■ **Exercise directions**:
Using the entries below, output each line exactly from the first through the one that contains "let config = PoolConfiguration::new()".

(Stored items)
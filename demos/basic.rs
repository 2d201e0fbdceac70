//! Basic usage examples for ObjectPool

use slot_pool::{ObjectPool, PoolConfiguration, PoolError, ReturnPolicy};

fn main() {
    println!("=== slot_pool - Basic Examples ===\n");

    // Example 1: Borrow and return by handle
    borrow_and_return();

    // Example 2: Scoped borrows
    scoped_borrow();

    // Example 3: Contract violations
    contract_violations();

    // Example 4: Reset on return
    reset_on_return();

    // Example 5: Metrics and health
    metrics_and_health();
}

fn borrow_and_return() {
    println!("1. Borrow and Return:");
    let mut pool = ObjectPool::<[u8; 4]>::new(PoolConfiguration::new().with_initial_capacity(3)).unwrap();

    let handle = pool.borrow().unwrap();
    pool.get_mut(handle).unwrap()[0] = 200;
    println!("   Borrowed {handle}: {:?}", pool.get(handle).unwrap());
    println!("   Available while borrowed: {}", pool.available_count());

    pool.return_object(handle).unwrap();
    println!("   Available after return: {}\n", pool.available_count());
}

fn scoped_borrow() {
    println!("2. Scoped Borrow:");
    let mut pool = ObjectPool::<String>::new(PoolConfiguration::default()).unwrap();

    {
        let mut scratch = pool.borrow_scoped().unwrap();
        scratch.push_str("per-iteration temporary");
        println!("   Using: {}", *scratch);
        // Returned when `scratch` goes out of scope
    }

    println!("   Borrowed after scope: {}\n", pool.borrowed_count());
}

fn contract_violations() {
    println!("3. Contract Violations:");
    let mut pool = ObjectPool::<u32>::new(PoolConfiguration::new().with_initial_capacity(1)).unwrap();
    let mut other = ObjectPool::<u32>::new(PoolConfiguration::new().with_initial_capacity(1)).unwrap();

    let handle = pool.borrow().unwrap();

    match other.return_object(handle) {
        Err(err @ PoolError::InvalidHandle { .. }) => println!("   Foreign pool: {err}"),
        other => println!("   Unexpected: {other:?}"),
    }

    pool.return_object(handle).unwrap();

    match pool.return_object(handle) {
        Err(err @ PoolError::DoubleReturn { .. }) => println!("   Second return: {err}\n"),
        other => println!("   Unexpected: {other:?}\n"),
    }
}

fn reset_on_return() {
    println!("4. Reset on Return:");
    let config = PoolConfiguration::new()
        .with_initial_capacity(1)
        .with_return_policy(ReturnPolicy::Reset);
    let mut pool = ObjectPool::<Vec<u32>>::new(config).unwrap();

    let handle = pool.borrow().unwrap();
    pool.get_mut(handle).unwrap().extend([1, 2, 3]);
    pool.return_object(handle).unwrap();

    let handle = pool.borrow().unwrap();
    println!("   Contents after reuse: {:?}\n", pool.get(handle).unwrap());
    pool.return_object(handle).unwrap();
}

fn metrics_and_health() {
    println!("5. Metrics and Health:");
    let mut pool = ObjectPool::<u64>::new(PoolConfiguration::new().with_initial_capacity(4)).unwrap();

    let handles: Vec<_> = (0..4).map(|_| pool.borrow().unwrap()).collect();

    let health = pool.health_status();
    println!("   Health: {}", if health.is_healthy { "Healthy" } else { "Unhealthy" });
    println!("   Utilization: {:.1}%", health.utilization * 100.0);
    for warning in &health.warnings {
        println!("   Warning: {warning}");
    }

    for handle in handles {
        pool.return_object(handle).unwrap();
    }

    let mut metrics: Vec<_> = pool.export_metrics().into_iter().collect();
    metrics.sort();
    println!("\n   Metrics:");
    for (key, value) in metrics {
        println!("     {}: {}", key, value);
    }
}
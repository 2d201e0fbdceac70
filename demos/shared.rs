//! One pool per worker versus one shared pool

use std::sync::Arc;
use std::thread;

use slot_pool::{ObjectPool, PoolConfiguration, SharedObjectPool};

const WORKERS: usize = 4;
const ROWS_PER_WORKER: usize = 1000;

fn main() {
    println!("=== slot_pool - Threads ===\n");

    per_worker_pools();
    shared_pool();
}

fn per_worker_pools() {
    println!("Per-worker pools:");
    let workers: Vec<_> = (0..WORKERS)
        .map(|_| {
            thread::spawn(|| {
                let mut pool = ObjectPool::<[u16; 3]>::new(PoolConfiguration::new().with_initial_capacity(8)).unwrap();
                for row in 0..ROWS_PER_WORKER {
                    let mut pixel = pool.borrow_scoped().unwrap();
                    pixel[0] = (row % 256) as u16;
                }
                pool.capacity()
            })
        })
        .collect();

    for (index, worker) in workers.into_iter().enumerate() {
        println!("   Worker {index} capacity: {}", worker.join().unwrap());
    }
    println!();
}

fn shared_pool() {
    println!("Shared pool:");
    let pool = Arc::new(SharedObjectPool::<[u16; 3]>::new(PoolConfiguration::default()).unwrap());

    let workers: Vec<_> = (0..WORKERS)
        .map(|_| {
            let pool = Arc::clone(&pool);
            thread::spawn(move || {
                for row in 0..ROWS_PER_WORKER {
                    let handle = pool.borrow().unwrap();
                    pool.with_object(handle, |pixel| pixel[0] = (row % 256) as u16).unwrap();
                    pool.return_object(handle).unwrap();
                }
            })
        })
        .collect();

    for worker in workers {
        worker.join().unwrap();
    }

    let metrics = pool.metrics();
    println!("   Borrows: {}, capacity: {}", metrics.total_borrowed, metrics.capacity);
}
//! Fan-out fetcher (C5): invokes the configured C3 adapters concurrently and
//! tolerates individual failures, grounded in
//! `original_source/app/services/fetcher.py::DataFetcher.fetch_all`.

use crate::adapters;
use crate::config::DataSourceConfig;
use crate::context::AppContext;
use crate::daily_cache::DailyCache;
use chrono::Datelike;
use serde_json::Value;
use std::path::Path;
use std::time::Duration;

#[derive(Debug, Clone)]
pub struct FetchResult {
    pub news: Value,
    pub fun_content: Option<Value>,
    pub holiday_years: Vec<Value>,
    pub kfc: Option<Value>,
    pub stock_indices: Option<Value>,
}

fn empty_object() -> Value {
    Value::Object(serde_json::Map::new())
}

/// Runs every enabled adapter concurrently; each source's slot degrades to
/// its documented nil default independently of the others (spec §4.5).
pub async fn fetch_all(app: &AppContext, force_refresh: bool) -> FetchResult {
    let today = app.clock.business_today();
    let cache_dir = Path::new(&app.config.paths.cache_dir);

    let news_fut = async {
        let Some(DataSourceConfig::News { url, params, timeout_sec, .. }) = app
            .config
            .data_sources
            .iter()
            .find(|ds| matches!(ds, DataSourceConfig::News { enabled, .. } if *enabled))
        else {
            return empty_object();
        };
        let cache = DailyCache::new("news", cache_dir);
        cache
            .get(today, force_refresh, || {
                adapters::news::fetch_fresh(&app.http_client, url, params, Duration::from_secs(*timeout_sec))
            })
            .await
            .unwrap_or_else(empty_object)
    };

    let fun_content_fut = async {
        let Some(DataSourceConfig::FunContent { endpoints, timeout_sec, .. }) = app
            .config
            .data_sources
            .iter()
            .find(|ds| matches!(ds, DataSourceConfig::FunContent { enabled, .. } if *enabled))
        else {
            return None;
        };
        let cache = DailyCache::new("fun_content", cache_dir);
        cache
            .get(today, force_refresh, || {
                adapters::fun_content::fetch_fresh(&app.http_client, endpoints, today, Duration::from_secs(*timeout_sec))
            })
            .await
    };

    let kfc_fut = async {
        let Some(DataSourceConfig::CrazyThursday { url, timeout_sec, .. }) = app
            .config
            .data_sources
            .iter()
            .find(|ds| matches!(ds, DataSourceConfig::CrazyThursday { enabled, .. } if *enabled))
        else {
            return None;
        };
        let cache = DailyCache::new("kfc", cache_dir);
        cache
            .get(today, force_refresh, || {
                adapters::kfc::fetch_fresh(&app.http_client, url, today, Duration::from_secs(*timeout_sec))
            })
            .await
    };

    let holiday_fut = async {
        let Some(DataSourceConfig::Holiday { mirrors, canonical_raw_url, timeout_sec, .. }) = app
            .config
            .data_sources
            .iter()
            .find(|ds| matches!(ds, DataSourceConfig::Holiday { enabled, .. } if *enabled))
        else {
            return Vec::new();
        };
        let years = [today.year() - 1, today.year(), today.year() + 1];
        let mut fetches = Vec::with_capacity(years.len());
        for year in years {
            fetches.push(adapters::holiday_source::fetch_year(
                &app.http_client,
                mirrors,
                canonical_raw_url,
                cache_dir,
                year,
                today,
                Duration::from_secs(*timeout_sec),
            ));
        }
        futures::future::join_all(fetches).await.into_iter().flatten().collect()
    };

    let stock_fut = async {
        let Some(DataSourceConfig::StockIndex { quote_url, cache_ttl_sec, timeout_sec, .. }) = app
            .config
            .data_sources
            .iter()
            .find(|ds| matches!(ds, DataSourceConfig::StockIndex { enabled, .. } if *enabled))
        else {
            return None;
        };
        adapters::stock_index::fetch_fresh(
            &app.http_client,
            &app.stock_index_cache,
            quote_url,
            Duration::from_secs(*cache_ttl_sec),
            today,
            Duration::from_secs(*timeout_sec),
        )
        .await
    };

    let (news, fun_content, kfc, holiday_years, stock_indices) =
        tokio::join!(news_fut, fun_content_fut, kfc_fut, holiday_fut, stock_fut);

    FetchResult { news, fun_content, holiday_years, kfc, stock_indices }
}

■ **Solved exercise**:
filename demos/basic.rs
repository 2d201e0fbdceac70
//! Basic usage examples for ObjectPool

use slot_pool::{ObjectPool, PoolConfiguration, PoolError, ReturnPolicy};

fn main() {
    println!("=== slot_pool - Basic Examples ===\n");

    // Example 1: Borrow and return by handle
    borrow_and_return();

    // Example 2: Scoped borrows
    scoped_borrow();

    // Example 3: Contract violations
    contract_violations();

    // Example 4: Reset on return
    reset_on_return();

    // Example 5: Metrics and health
    metrics_and_health();
}

fn borrow_and_return() {
    println!("1. Borrow and Return:");
    let mut pool = ObjectPool::<[u8; 4]>::new(PoolConfiguration::new().with_initial_capacity(3)).unwrap();

    let handle = pool.borrow().unwrap();
    pool.get_mut(handle).unwrap()[0] = 200;
    println!("   Borrowed {handle}: {:?}", pool.get(handle).unwrap());
    println!("   Available while borrowed: {}", pool.available_count());

    pool.return_object(handle).unwrap();
    println!("   Available after return: {}\n", pool.available_count());
}

fn scoped_borrow() {
    println!("2. Scoped Borrow:");
    let mut pool = ObjectPool::<String>::new(PoolConfiguration::default()).unwrap();

    {
        let mut scratch = pool.borrow_scoped().unwrap();
        scratch.push_str("per-iteration temporary");
        println!("   Using: {}", *scratch);
        // Returned when `scratch` goes out of scope
    }

    println!("   Borrowed after scope: {}\n", pool.borrowed_count());
}

fn contract_violations() {
    println!("3. Contract Violations:");
    let mut pool = ObjectPool::<u32>::new(PoolConfiguration::new().with_initial_capacity(1)).unwrap();
    let mut other = ObjectPool::<u32>::new(PoolConfiguration::new().with_initial_capacity(1)).unwrap();

    let handle = pool.borrow().unwrap();

    match other.return_object(handle) {
        Err(err @ PoolError::InvalidHandle { .. }) => println!("   Foreign pool: {err}"),
        other => println!("   Unexpected: {other:?}"),
    }

    pool.return_object(handle).unwrap();

    match pool.return_object(handle) {
        Err(err @ PoolError::DoubleReturn { .. }) => println!("   Second return: {err}\n"),
        other => println!("   Unexpected: {other:?}\n"),
    }
}

fn reset_on_return() {
    println!("4. Reset on Return:");
    let config = PoolConfiguration::new()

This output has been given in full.